Guy was found guilty, and was sentenced to be hanged, drawn and quartered. I won’t spoil your breakfast by describing the technique, which ranks among the most brutal methods of execution ever devised by man (which is saying quite something): suffice it to say only that the castration which began it was the easy part, after which things rapidly got worse. So determined was our hero to avoid the torture that he jumped headlong from the scaffold and broke his neck, thus depriving the assembled onlookers of their morning’s entertainment.

While not quite in the same league as the Borgias in Italy, the court of James I was not far behind. In particular, the Lord Cecil was a ruthless schemer such as would make Richard Nixon look like the Easter Bunny. There is some considerable evidence to suggest that Cecil masterminded the whole plot, including Guy Fawkes’ arrest. And execution. His goal was to stir up vehement anti-Catholic sentiment, and in that he was more than successful.

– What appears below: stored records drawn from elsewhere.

//! 一次运行的调度：查找、加载、处理并依次执行命令。

use std::collections::HashMap;
use std::path::PathBuf;
use std::sync::Arc;
use std::time::{Duration, Instant};

use brix_cli::{display_path, Config, Prompter, Reporter, TerminalPrompter};
use brix_config_loader::{
    default_parsers, AppContext, BrixError, BrixResult, ConfigLoader, ParserList,
};
use brix_processor::ProcessorCore;
use tracing::{debug, error, info};

use crate::discovery::modules_from_config;

/// 一次成功运行的结果
#[derive(Debug, Clone)]
pub struct DispatchReport {
    /// 实际使用的声明文件
    pub config_file: PathBuf,
    /// 按执行顺序排列的命令名
    pub executed: Vec<String>,
    pub elapsed: Duration,
}

/// 调度器
pub struct Dispatcher<'a> {
    config: &'a Config,
    parsers: ParserList,
    processor: ProcessorCore,
    prompter: Arc<dyn Prompter>,
    reporter: Reporter,
}

impl<'a> Dispatcher<'a> {
    pub fn new(config: &'a Config, prompter: Arc<dyn Prompter>) -> Self {
        Self {
            config,
            parsers: default_parsers(),
            processor: ProcessorCore::new(),
            prompter,
            reporter: Reporter::new(),
        }
    }

    /// 使用终端交互的调度器
    pub fn interactive(config: &'a Config) -> Self {
        Self::new(config, Arc::new(TerminalPrompter::new()))
    }

    pub fn with_parsers(mut self, parsers: ParserList) -> Self {
        self.parsers = parsers;
        self
    }

    pub fn with_reporter(mut self, reporter: Reporter) -> Self {
        self.reporter = reporter;
        self
    }

    /// 执行完整的生命周期，任一命令失败即停止
    pub async fn run(self) -> BrixResult<DispatchReport> {
        info!("开始调度: {}", self.config);
        debug!("HOME DIR: {:?}", self.config.home_dir);

        let declarations = modules_from_config(self.config)?;
        let mut loader = ConfigLoader::new(self.parsers, self.config);
        let config_file = loader.load(declarations, self.prompter.as_ref())?;
        let shown = display_path(&config_file.to_string_lossy());

        let ctx = AppContext::new(self.config, self.prompter).with_processor(self.processor);

        let start = Instant::now();
        let commands = loader.run(&ctx).await.map_err(|err| {
            BrixError::config_error(format!("Error loading config at '{shown}':\n{err}"))
        })?;

        self.reporter.config(&config_file);

        let mut totals: HashMap<String, usize> = HashMap::new();
        for (command, _) in &commands {
            *totals.entry(command.name()).or_default() += 1;
        }

        let mut ran: HashMap<String, usize> = HashMap::new();
        let mut executed = Vec::with_capacity(commands.len());
        for (command, args) in commands {
            let name = command.name();
            let current = ran.entry(name.clone()).or_default();
            *current += 1;
            let total = totals.get(&name).copied().unwrap_or(*current);

            self.reporter.running(&name, *current, total);
            info!("执行命令: {} ({}/{})", name, current, total);

            if let Err(err) = command.run(args, &ctx).await {
                error!("命令执行失败: {} - {}", name, err);
                return Err(BrixError::command_failed(name, shown, err));
            }
            executed.push(name);
        }

        let elapsed = start.elapsed();
        self.reporter.done(elapsed);
        info!("调度完成: {} 个命令, 耗时 {:?}", executed.len(), elapsed);

        Ok(DispatchReport {
            config_file,
            executed,
            elapsed,
        })
    }
}
//! # Brix Dispatch
//!
//! brix一次运行的完整生命周期：
//! 1. 根据命令行配置查找声明文件（[`discovery`]）
//! 2. 通过 `brix-config-loader` 选择并解析声明文件
//! 3. 创建 [`AppContext`](brix_config_loader::AppContext)
//! 4. 按声明顺序执行命令并输出进度（[`Dispatcher`]）

pub mod discovery;
mod dispatcher;

pub use discovery::{modules_from_config, search_all, search_for_module_declarations};
pub use dispatcher::{DispatchReport, Dispatcher};
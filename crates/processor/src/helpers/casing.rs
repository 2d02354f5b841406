//! [ToCaseHelper]

use convert_case::{Case, Casing};
use handlebars::{
    Context, Handlebars, Helper, HelperDef, HelperResult, JsonRender, Output, RenderContext,
    RenderError,
};

/// 把第二个参数从任意格式转换为第一个参数指定的格式。
/// 支持的格式：
/// - toggle
/// - pascal
/// - camel
/// - upper-camel
/// - snake
/// - upper-snake
/// - screaming-snake
/// - kebab
/// - cobol
/// - train
/// - flat
/// - upper-flat
/// - alternating
#[derive(Clone, Copy)]
pub struct ToCaseHelper;

impl HelperDef for ToCaseHelper {
    fn call<'reg: 'rc, 'rc>(
        &self,
        h: &Helper<'reg, 'rc>,
        _: &'reg Handlebars<'reg>,
        _: &'rc Context,
        _: &mut RenderContext<'reg, 'rc>,
        out: &mut dyn Output,
    ) -> HelperResult {
        let case_type = h
            .param(0)
            .ok_or_else(|| RenderError::new("case type (e.g. 'snake' or 'camel') not specified"))?
            .value()
            .render();

        let case = parse_case(&case_type)?;

        let value = h
            .param(1)
            .ok_or_else(|| RenderError::new("argument to process not specified"))?;

        out.write(&value.value().render().to_case(case))?;
        Ok(())
    }
}

/// 格式名本身也允许写成任意格式，例如 `UpperCamel`
fn parse_case(case_type: &str) -> Result<Case, RenderError> {
    match case_type.to_case(Case::Kebab).as_str() {
        "toggle" => Ok(Case::Toggle),
        "pascal" => Ok(Case::Pascal),
        "camel" => Ok(Case::Camel),
        "upper-camel" => Ok(Case::UpperCamel),
        "snake" => Ok(Case::Snake),
        "upper-snake" => Ok(Case::UpperSnake),
        "screaming-snake" => Ok(Case::ScreamingSnake),
        "kebab" => Ok(Case::Kebab),
        "cobol" => Ok(Case::Cobol),
        "train" => Ok(Case::Train),
        "flat" => Ok(Case::Flat),
        "upper-flat" => Ok(Case::UpperFlat),
        "alternating" => Ok(Case::Alternating),
        "" => Err(RenderError::new(
            "try putting the name of your desired case in quotation marks e.g. \"snake\"",
        )),
        _ => Err(RenderError::new(format!(
            "case '{case_type}' not supported"
        ))),
    }
}

#[cfg(test)]
mod tests {
    use super::*;

    #[test]
    fn test_parse_case_normalises_name() {
        assert!(matches!(parse_case("snake"), Ok(Case::Snake)));
        assert!(matches!(parse_case("UpperCamel"), Ok(Case::UpperCamel)));
        assert!(matches!(parse_case("screaming_snake"), Ok(Case::ScreamingSnake)));
    }

    #[test]
    fn test_parse_case_rejects_unknown() {
        assert!(parse_case("shouting").is_err());
        assert!(parse_case("").is_err());
    }
}
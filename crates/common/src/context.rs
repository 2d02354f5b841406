//! 模板上下文的分层与合并。

use std::collections::HashMap;

use tracing::trace;

/// 当前使用的上下文类型
pub type StdContext = HashMap<String, String>;

/// 命令可见的全部上下文层
#[derive(Debug, Clone, Default)]
pub struct ContextMap {
    pub cli_positional: StdContext,
    pub config_global: StdContext,
    pub command_local: StdContext,
}

impl ContextMap {
    /// 按优先级合并：命令局部 > 声明全局 > 命令行位置参数
    pub fn do_merge(&self) -> StdContext {
        let mut merged = StdContext::new();
        for layer in [&self.cli_positional, &self.config_global, &self.command_local] {
            for (key, value) in layer {
                merged.insert(key.clone(), value.clone());
            }
        }
        trace!("合并后的上下文: {:?}", merged);
        merged
    }
}

/// 由命令行参数创建初始上下文
pub fn cli_config_to_map(config: &brix_cli::Config) -> StdContext {
    let mut map = StdContext::new();
    map.insert("language".to_string(), config.language.clone());
    map.insert("config_name".to_string(), config.config_name.clone());
    map.insert("project".to_string(), config.project.clone());
    map.insert("module".to_string(), config.module.clone());
    map
}

#[cfg(test)]
mod tests {
    use super::*;

    fn ctx(pairs: &[(&str, &str)]) -> StdContext {
        pairs
            .iter()
            .map(|(k, v)| (k.to_string(), v.to_string()))
            .collect()
    }

    #[test]
    fn test_local_overrides_global_overrides_cli() {
        let map = ContextMap {
            cli_positional: ctx(&[("module", "cli"), ("project", "shop")]),
            config_global: ctx(&[("module", "global"), ("author", "brix")]),
            command_local: ctx(&[("module", "local")]),
        };
        let merged = map.do_merge();
        assert_eq!(merged["module"], "local");
        assert_eq!(merged["project"], "shop");
        assert_eq!(merged["author"], "brix");
        assert_eq!(merged.len(), 3);
    }

    #[test]
    fn test_empty_layers() {
        assert!(ContextMap::default().do_merge().is_empty());
    }

    #[test]
    fn test_cli_config_to_map() {
        let config = brix_cli::Config {
            language: "java".to_string(),
            config_name: "controller".to_string(),
            project: "shop".to_string(),
            module: "orders".to_string(),
            ..brix_cli::Config::default()
        };
        let map = cli_config_to_map(&config);
        assert_eq!(map["language"], "java");
        assert_eq!(map["config_name"], "controller");
        assert_eq!(map["project"], "shop");
        assert_eq!(map["module"], "orders");
    }
}
//! 命令接口与覆盖写入协议。

use std::collections::HashMap;
use std::path::{Path, PathBuf};

use async_trait::async_trait;
use brix_common::AppContext;
use brix_errors::{BrixError, BrixResult};
use serde::{Deserialize, Serialize};
use tracing::{debug, info};

/// 经过模板渲染后的命令参数，各命令只取自己需要的字段
#[derive(Debug, Clone, Default, PartialEq, Serialize, Deserialize)]
pub struct ProcessedCommandParams {
    pub source: Option<PathBuf>,
    pub destination: Option<PathBuf>,
    pub overwrite: Option<bool>,
    pub search: Option<String>,
    pub replace: Option<String>,
    pub commands: Option<Vec<String>>,
    pub stdout: Option<bool>,
    pub context: Option<HashMap<String, String>>,
}

/// 所有命令的统一接口
#[async_trait]
pub trait Command: Send + Sync {
    async fn run(&self, pcp: ProcessedCommandParams, ctx: &AppContext<'_>) -> BrixResult<()>;

    fn name(&self) -> String;
}

/// 会写入目标路径的命令参数
pub trait OverwritableParams {
    fn source(&self) -> &Path;
    fn destination(&self) -> &Path;
    fn overwrite(&self) -> Option<bool>;
}

/// 目标路径的写入决策
#[derive(Debug, Clone, Copy, PartialEq, Eq)]
pub enum WriteDecision {
    Write,
    Skip,
    Ask,
}

impl WriteDecision {
    /// 显式覆盖或目标不存在时直接写入；显式不覆盖且目标存在时跳过；其余情况询问用户
    pub fn decide(overwrite: Option<bool>, destination_exists: bool) -> Self {
        match (overwrite, destination_exists) {
            (Some(true), _) | (_, false) => WriteDecision::Write,
            (Some(false), true) => WriteDecision::Skip,
            (None, true) => WriteDecision::Ask,
        }
    }
}

/// 需要遵守覆盖协议的命令。
/// 实现该trait即自动获得 [`Command`] 实现。
#[async_trait]
pub trait OverwritableCommand: Send + Sync {
    type Params: OverwritableParams + Send + 'static;

    fn name_inner(&self) -> String;

    /// 校验并提取参数
    fn from(&self, pcp: ProcessedCommandParams) -> BrixResult<Self::Params>;

    /// 执行写入，`destination` 已相对工作目录解析
    async fn write_impl(
        &self,
        params: Self::Params,
        destination: &Path,
        ctx: &AppContext<'_>,
    ) -> BrixResult<()>;
}

#[async_trait]
impl<T> Command for T
where
    T: OverwritableCommand,
{
    async fn run(&self, pcp: ProcessedCommandParams, ctx: &AppContext<'_>) -> BrixResult<()> {
        let params = self.from(pcp)?;

        if !params.source().exists() {
            return Err(BrixError::not_found(format!(
                "source '{}' does not exist",
                params.source().display()
            )));
        }

        let destination = ctx.config.workdir.join(params.destination());
        if let Some(parent) = destination.parent() {
            if !parent.exists() {
                debug!("creating directory '{}'", parent.display());
                tokio::fs::create_dir_all(parent).await.map_err(|e| {
                    BrixError::with(format!("unable to create '{}': {e}", parent.display()))
                })?;
            }
        }

        let decision = WriteDecision::decide(params.overwrite(), destination.exists());
        let write = match decision {
            WriteDecision::Write => true,
            WriteDecision::Skip => false,
            WriteDecision::Ask => ctx
                .prompter
                .confirm(&format!("overwrite '{}'", destination.display()))?,
        };

        if write {
            info!("writing: '{}'", destination.display());
            self.write_impl(params, &destination, ctx).await
        } else {
            info!("skipping: '{}'", destination.display());
            Ok(())
        }
    }

    fn name(&self) -> String {
        self.name_inner()
    }
}

/// 收集缺失的必填字段
#[derive(Debug, Default)]
pub(crate) struct Required {
    missing: Vec<&'static str>,
}

impl Required {
    pub(crate) fn field<T>(&mut self, name: &'static str, value: Option<T>) -> Option<T> {
        if value.is_none() {
            self.missing.push(name);
        }
        value
    }

    pub(crate) fn into_error(self) -> BrixError {
        BrixError::validation(self.missing)
    }
}
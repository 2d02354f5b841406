//! 单参数helper：大小写、标题、flat以及Java包名转换。

use convert_case::{Case, Casing};
use handlebars::{Context, Handlebars, Helper, HelperDef, HelperResult, Output, RenderContext};

use crate::first_param;

/// 转为全大写
#[derive(Clone, Copy)]
pub struct ToUpperHelper;

impl HelperDef for ToUpperHelper {
    fn call<'reg: 'rc, 'rc>(
        &self,
        h: &Helper<'reg, 'rc>,
        _: &'reg Handlebars<'reg>,
        _: &'rc Context,
        _: &mut RenderContext<'reg, 'rc>,
        out: &mut dyn Output,
    ) -> HelperResult {
        let rendered = first_param(h)?;
        out.write(&rendered.to_uppercase())?;
        Ok(())
    }
}

/// 转为全小写
#[derive(Clone, Copy)]
pub struct ToLowerHelper;

impl HelperDef for ToLowerHelper {
    fn call<'reg: 'rc, 'rc>(
        &self,
        h: &Helper<'reg, 'rc>,
        _: &'reg Handlebars<'reg>,
        _: &'rc Context,
        _: &mut RenderContext<'reg, 'rc>,
        out: &mut dyn Output,
    ) -> HelperResult {
        let rendered = first_param(h)?;
        out.write(&rendered.to_lowercase())?;
        Ok(())
    }
}

/// 转为标题格式，虚词保持小写
#[derive(Clone, Copy)]
pub struct ToTitleHelper;

impl HelperDef for ToTitleHelper {
    fn call<'reg: 'rc, 'rc>(
        &self,
        h: &Helper<'reg, 'rc>,
        _: &'reg Handlebars<'reg>,
        _: &'rc Context,
        _: &mut RenderContext<'reg, 'rc>,
        out: &mut dyn Output,
    ) -> HelperResult {
        let rendered = first_param(h)?;
        out.write(&titlecase::titlecase(&rendered))?;
        Ok(())
    }
}

/// 去掉所有分隔符并转为小写，例如 `My-Module` -> `mymodule`
#[derive(Clone, Copy)]
pub struct ToFlatHelper;

impl HelperDef for ToFlatHelper {
    fn call<'reg: 'rc, 'rc>(
        &self,
        h: &Helper<'reg, 'rc>,
        _: &'reg Handlebars<'reg>,
        _: &'rc Context,
        _: &mut RenderContext<'reg, 'rc>,
        out: &mut dyn Output,
    ) -> HelperResult {
        let rendered = first_param(h)?;
        out.write(&rendered.to_case(Case::Flat))?;
        Ok(())
    }
}

/// 转为Java包名，例如 `com.Example.my-module` -> `com.example.mymodule`
#[derive(Clone, Copy)]
pub struct ToJavaPackageHelper;

impl HelperDef for ToJavaPackageHelper {
    fn call<'reg: 'rc, 'rc>(
        &self,
        h: &Helper<'reg, 'rc>,
        _: &'reg Handlebars<'reg>,
        _: &'rc Context,
        _: &mut RenderContext<'reg, 'rc>,
        out: &mut dyn Output,
    ) -> HelperResult {
        let rendered = first_param(h)?;
        out.write(&java_package_segments(&rendered).join("."))?;
        Ok(())
    }
}

/// 转为Java包对应的目录路径，例如 `com.example.app` -> `com/example/app`
#[derive(Clone, Copy)]
pub struct ToJavaPackagePathHelper;

impl HelperDef for ToJavaPackagePathHelper {
    fn call<'reg: 'rc, 'rc>(
        &self,
        h: &Helper<'reg, 'rc>,
        _: &'reg Handlebars<'reg>,
        _: &'rc Context,
        _: &mut RenderContext<'reg, 'rc>,
        out: &mut dyn Output,
    ) -> HelperResult {
        let rendered = first_param(h)?;
        out.write(&java_package_segments(&rendered).join("/"))?;
        Ok(())
    }
}

/// 按 `.`、`/`、`\` 拆分为包段，每段转为flat格式，丢弃空段
pub fn java_package_segments(value: &str) -> Vec<String> {
    value
        .split(|c| matches!(c, '.' | '/' | '\\'))
        .map(|segment| segment.to_case(Case::Flat))
        .filter(|segment| !segment.is_empty())
        .collect()
}

#[cfg(test)]
mod tests {
    use super::*;

    #[test]
    fn test_java_package_segments() {
        assert_eq!(
            java_package_segments("com.Example.my-module"),
            vec!["com", "example", "mymodule"]
        );
        assert_eq!(
            java_package_segments("com/example//app"),
            vec!["com", "example", "app"]
        );
        assert!(java_package_segments("").is_empty());
    }
}
//! Shell 补全脚本生成，由构建脚本在编译期写入 `OUT_DIR`。

use std::path::{Path, PathBuf};

use clap::CommandFactory;
use clap_complete::Shell;

use crate::args::Cli;
use crate::BrixResult;

pub const BIN_NAME: &str = "brix";

/// 生成补全脚本的 shell
pub const COMPLETION_SHELLS: [Shell; 3] = [Shell::Bash, Shell::Fish, Shell::PowerShell];

/// 将每种 shell 的补全脚本写入 `out_dir`，返回生成的文件路径
pub fn write_completions(out_dir: &Path) -> BrixResult<Vec<PathBuf>> {
    let mut command = Cli::command();
    COMPLETION_SHELLS
        .iter()
        .map(|shell| -> BrixResult<PathBuf> {
            Ok(clap_complete::generate_to(*shell, &mut command, BIN_NAME, out_dir)?)
        })
        .collect()
}

#[cfg(test)]
mod tests {
    use super::*;

    #[test]
    fn test_write_completions_for_every_shell() {
        let temp_dir = tempfile::TempDir::new().unwrap();
        let files = write_completions(temp_dir.path()).unwrap();
        assert_eq!(files.len(), COMPLETION_SHELLS.len());

        for file in &files {
            assert!(file.starts_with(temp_dir.path()));
            let script = std::fs::read_to_string(file).unwrap();
            assert!(script.contains(BIN_NAME), "{} 中缺少命令名", file.display());
            assert!(script.contains("config-dir"), "{} 中缺少 --config-dir", file.display());
        }
    }

    #[test]
    fn test_completion_file_names() {
        let temp_dir = tempfile::TempDir::new().unwrap();
        let names: Vec<String> = write_completions(temp_dir.path())
            .unwrap()
            .iter()
            .filter_map(|f| f.file_name().map(|n| n.to_string_lossy().to_string()))
            .collect();
        assert!(names.contains(&"brix.bash".to_string()));
        assert!(names.contains(&"brix.fish".to_string()));
        assert!(names.contains(&"_brix.ps1".to_string()));
    }

    #[test]
    fn test_missing_out_dir_is_io_error() {
        let temp_dir = tempfile::TempDir::new().unwrap();
        let missing = temp_dir.path().join("missing");
        let err = write_completions(&missing).unwrap_err();
        assert_eq!(err.kind(), crate::BrixErrorKind::Io);
    }
}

Historical revisionism notwithstanding, November 5 was always a good excuse for a party and the best were in Yorkshire. Being in the north of England, Yorkshire is considerably colder and darker than the south; and on November 5th, the darker and colder the better. Certain traditional delicacies were prepared in advance: parkin, a dark and gloriously sticky gingerbread made with black treacle and golden syrup, and the aptly named "mushy peas"—overcooked peas mashed to a glutinous paste (a technique pioneered and perfected in the kitchens of British Rail)—and rendered strangely exotic by the addition of mint sauce (finely chopped mint leaves mixed with white sugar and vinegar.)

Most major holidays are relatively homogeneous, and involve dinners round a table using knives, forks and spoons. Not so our Yorkshire Guy Fawkes celebrations! The contrasts were thrilling: icy cold at our backs driving us ever closer to the ferocious, skin scorching, hair frizzing heat of the raging bonfire; fingers frozen numb, threatening to drop the paper cups that did little to insulate against the veritable furnace of mushy peas; the biting cold of the icy ground snapping at our feet through ridiculously thin soled shoes; the roaring whoosh of flames devouring everything we fed them— leaves, branches, broken down furniture, even on one occasion a piano deemed beyond all hope, wildly out of tune, with a cracked sounding-board….It serenaded us in its death throes, twanging a macabre melody as one by one its strings exploded, curling red-hot into the black night sky. Wild, pagan, celebrating a revolutionary who sought to overturn the status quo by unthinkably violent means: five dozen barrels of gunpowder, ready to blow the English government to kingdom come.

Or was he some poor stooge, easily manipulated by those more devious, more ambitious, more malevolent than he? Are the children’s voices, still urging their listeners five hundred years later, to “remember, remember the fifth of November” doing exactly what Cecil wanted: stirring up anti-Catholic feeling in a country where to this day “all religions are the same, except Catholics, and they’re wrong.”